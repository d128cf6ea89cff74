//! Dense LU factorization with partial pivoting.

use crate::factorization::{Factorization, LuConfig};
use cla_core::{ClaError, Dense, Matrix, Result, Vector};

/// LU factorization `P·A = L·U` of a square matrix.
///
/// The factorization is computed once, from a private copy of `A`, and never
/// changes afterwards. A zero pivot does not abort construction; it is
/// recorded and reported by `solve`, `solve_matrix` and `inverse` as
/// `ClaError::SingularMatrix`.
#[derive(Debug, Clone)]
pub struct LapackLU {
    /// L strictly below the diagonal (unit diagonal implied), U on and above it.
    lu: Matrix,
    /// Row `i` of `P·A` is row `perm[i]` of `A`.
    perm: Vec<usize>,
    pivot_sign: f64,
    /// First column whose pivot was at or below `config.epsilon * max|a_ij|`.
    singular: Option<usize>,
    config: LuConfig,
}

impl LapackLU {
    /// Factors a copy of `a` with the default tolerance.
    pub fn new(a: &Matrix) -> Result<Self> {
        Self::with_config(a, LuConfig::default())
    }

    pub fn with_config(a: &Matrix, config: LuConfig) -> Result<Self> {
        Self::factor(a.clone(), config)
    }

    /// Factors `a` in its own buffer.
    pub fn from_matrix(a: Matrix) -> Result<Self> {
        Self::factor(a, LuConfig::default())
    }

    fn factor(mut lu: Matrix, config: LuConfig) -> Result<Self> {
        if !lu.is_square() {
            return Err(ClaError::DimensionMismatch(format!(
                "LU factorization requires a square matrix (dims: {}x{})",
                lu.rows(),
                lu.cols()
            )));
        }

        let n = lu.rows();
        let mut perm: Vec<usize> = (0..n).collect();
        let mut pivot_sign = 1.0;
        let mut singular = None;
        let data = lu.data_mut();

        // Pivot tolerance is relative to the largest entry of A.
        let scale = data.iter().fold(0.0f64, |acc, v| acc.max(v.abs()));
        let threshold = config.epsilon * scale;

        for k in 0..n {
            // Find pivot
            let mut max_row = k;
            let mut max_val = data[k * n + k].abs();
            for i in (k + 1)..n {
                let val = data[i * n + k].abs();
                if val > max_val {
                    max_val = val;
                    max_row = i;
                }
            }

            if max_val.is_nan() || max_val <= threshold {
                if singular.is_none() {
                    singular = Some(k);
                }
                for i in (k + 1)..n {
                    data[i * n + k] = 0.0;
                }
                continue;
            }

            if max_row != k {
                swap_rows(data, n, k, max_row);
                perm.swap(k, max_row);
                pivot_sign = -pivot_sign;
            }

            // Compute multipliers and eliminate
            let (upper, lower) = data.split_at_mut((k + 1) * n);
            let pivot_row = &upper[k * n..];
            let pivot = pivot_row[k];
            for row in lower.chunks_exact_mut(n) {
                let mult = row[k] / pivot;
                row[k] = mult;
                if mult != 0.0 {
                    axpy_row(&mut row[k + 1..], -mult, &pivot_row[k + 1..]);
                }
            }
        }

        if let Some(col) = singular {
            log::warn!(
                "{}x{} matrix is singular: pivot in column {} is at or below {:e} (max |a_ij| = {:e})",
                n,
                n,
                col,
                threshold,
                scale
            );
        }
        log::debug!("factored {}x{} matrix, pivot sign {}", n, n, pivot_sign);

        Ok(Self {
            lu,
            perm,
            pivot_sign,
            singular,
            config,
        })
    }

    pub fn dim(&self) -> usize {
        self.lu.rows()
    }

    pub fn config(&self) -> &LuConfig {
        &self.config
    }

    /// Unit lower-triangular factor `L`.
    pub fn l_factor(&self) -> Matrix {
        let n = self.dim();
        let mut l = Matrix::identity(n);
        for i in 0..n {
            for j in 0..i {
                l[(i, j)] = self.lu[(i, j)];
            }
        }
        l
    }

    /// Upper-triangular factor `U`.
    pub fn u_factor(&self) -> Matrix {
        let n = self.dim();
        let mut u = Matrix::new(n, n);
        for i in 0..n {
            for j in i..n {
                u[(i, j)] = self.lu[(i, j)];
            }
        }
        u
    }

    /// Permutation matrix `P` with `P[i, pivots()[i]] = 1`, so that `P·A = L·U`.
    pub fn p_factor(&self) -> Matrix {
        let n = self.dim();
        let mut p = Matrix::new(n, n);
        for (i, &src) in self.perm.iter().enumerate() {
            p[(i, src)] = 1.0;
        }
        p
    }

    /// Row order of `P·A` as indices into `A`.
    pub fn pivots(&self) -> &[usize] {
        &self.perm
    }

    /// `+1.0` for an even number of row interchanges, `-1.0` for odd.
    pub fn pivot_sign(&self) -> f64 {
        self.pivot_sign
    }

    pub fn is_singular(&self) -> bool {
        self.singular.is_some()
    }

    /// Column of the first zero pivot, if any.
    pub fn singular_pivot(&self) -> Option<usize> {
        self.singular
    }

    /// `det(A)`; exactly zero for a singular factorization.
    pub fn determinant(&self) -> f64 {
        if self.is_singular() {
            return 0.0;
        }
        let diag: f64 = (0..self.dim()).map(|i| self.lu[(i, i)]).product();
        self.pivot_sign * diag
    }

    /// Solves `A x = b`.
    pub fn solve(&self, b: &Vector) -> Result<Vector> {
        self.validate_rhs(b.len())?;
        self.ensure_nonsingular()?;
        let mut x = self.permute(b.as_slice(), 1);
        self.substitute(&mut x, 1);
        Ok(Vector::from_vec(x))
    }

    /// Overwrites `b` with the solution of `A x = b`. `b` is untouched on error.
    pub fn solve_in_place(&self, b: &mut Vector) -> Result<()> {
        let x = self.solve(b)?;
        b.as_mut_slice().copy_from_slice(x.as_slice());
        Ok(())
    }

    /// Solves `A X = B` for every column of `B` at once.
    pub fn solve_matrix(&self, b: &Matrix) -> Result<Matrix> {
        self.validate_rhs(b.rows())?;
        self.ensure_nonsingular()?;
        let m = b.cols();
        let mut x = self.permute(b.data(), m);
        self.substitute(&mut x, m);
        Matrix::from_vec(self.dim(), m, x)
    }

    /// `A^-1`, assembled by solving against the identity.
    pub fn inverse(&self) -> Result<Matrix> {
        self.solve_matrix(&Matrix::identity(self.dim()))
    }

    fn ensure_nonsingular(&self) -> Result<()> {
        match self.singular {
            Some(pivot) => Err(ClaError::SingularMatrix { pivot }),
            None => Ok(()),
        }
    }

    /// Rows of the row-major `n x m` block `b`, reordered into `P·b`.
    fn permute(&self, b: &[f64], m: usize) -> Vec<f64> {
        let mut out = Vec::with_capacity(b.len());
        for &src in &self.perm {
            out.extend_from_slice(&b[src * m..(src + 1) * m]);
        }
        out
    }

    /// Replaces the permuted `n x m` block `x` with `U^-1 · L^-1 · x`.
    fn substitute(&self, x: &mut [f64], m: usize) {
        let n = self.dim();
        let lu = self.lu.data();

        // Forward substitution: L y = P b
        for i in 1..n {
            let (done, rest) = x.split_at_mut(i * m);
            let row = &mut rest[..m];
            for (j, &l) in lu[i * n..i * n + i].iter().enumerate() {
                if l != 0.0 {
                    axpy_row(row, -l, &done[j * m..(j + 1) * m]);
                }
            }
        }

        // Backward substitution: U x = y
        for i in (0..n).rev() {
            let (head, tail) = x.split_at_mut((i + 1) * m);
            let row = &mut head[i * m..];
            for (off, &u) in lu[i * n + i + 1..(i + 1) * n].iter().enumerate() {
                if u != 0.0 {
                    axpy_row(row, -u, &tail[off * m..(off + 1) * m]);
                }
            }
            let diag = lu[i * n + i];
            for v in row.iter_mut() {
                *v /= diag;
            }
        }
    }
}

impl Factorization for LapackLU {
    fn dim(&self) -> usize {
        LapackLU::dim(self)
    }

    fn solve(&self, b: &Vector) -> Result<Vector> {
        LapackLU::solve(self, b)
    }

    fn inverse(&self) -> Result<Matrix> {
        LapackLU::inverse(self)
    }
}

/// `y += alpha * x`
#[inline]
fn axpy_row(y: &mut [f64], alpha: f64, x: &[f64]) {
    for (y_v, &x_v) in y.iter_mut().zip(x) {
        *y_v += alpha * x_v;
    }
}

fn swap_rows(data: &mut [f64], n: usize, r1: usize, r2: usize) {
    let (lo, hi) = (r1.min(r2), r1.max(r2));
    let (top, bottom) = data.split_at_mut(hi * n);
    top[lo * n..(lo + 1) * n].swap_with_slice(&mut bottom[..n]);
}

(EXERCISE AIM): Retype, without changes, the lines from the line holding "impl Factorization for" to the end of the data, both ends included.

(TASK OUTPUT):
impl Factorization for LapackLU {
    fn dim(&self) -> usize {
        LapackLU::dim(self)
    }

    fn solve(&self, b: &Vector) -> Result<Vector> {
        LapackLU::solve(self, b)
    }

    fn inverse(&self) -> Result<Matrix> {
        LapackLU::inverse(self)
    }
}

/// `y += alpha * x`
#[inline]
fn axpy_row(y: &mut [f64], alpha: f64, x: &[f64]) {
    for (y_v, &x_v) in y.iter_mut().zip(x) {
        *y_v += alpha * x_v;
    }
}

fn swap_rows(data: &mut [f64], n: usize, r1: usize, r2: usize) {
    let (lo, hi) = (r1.min(r2), r1.max(r2));
    let (top, bottom) = data.split_at_mut(hi * n);
    top[lo * n..(lo + 1) * n].swap_with_slice(&mut bottom[..n]);
}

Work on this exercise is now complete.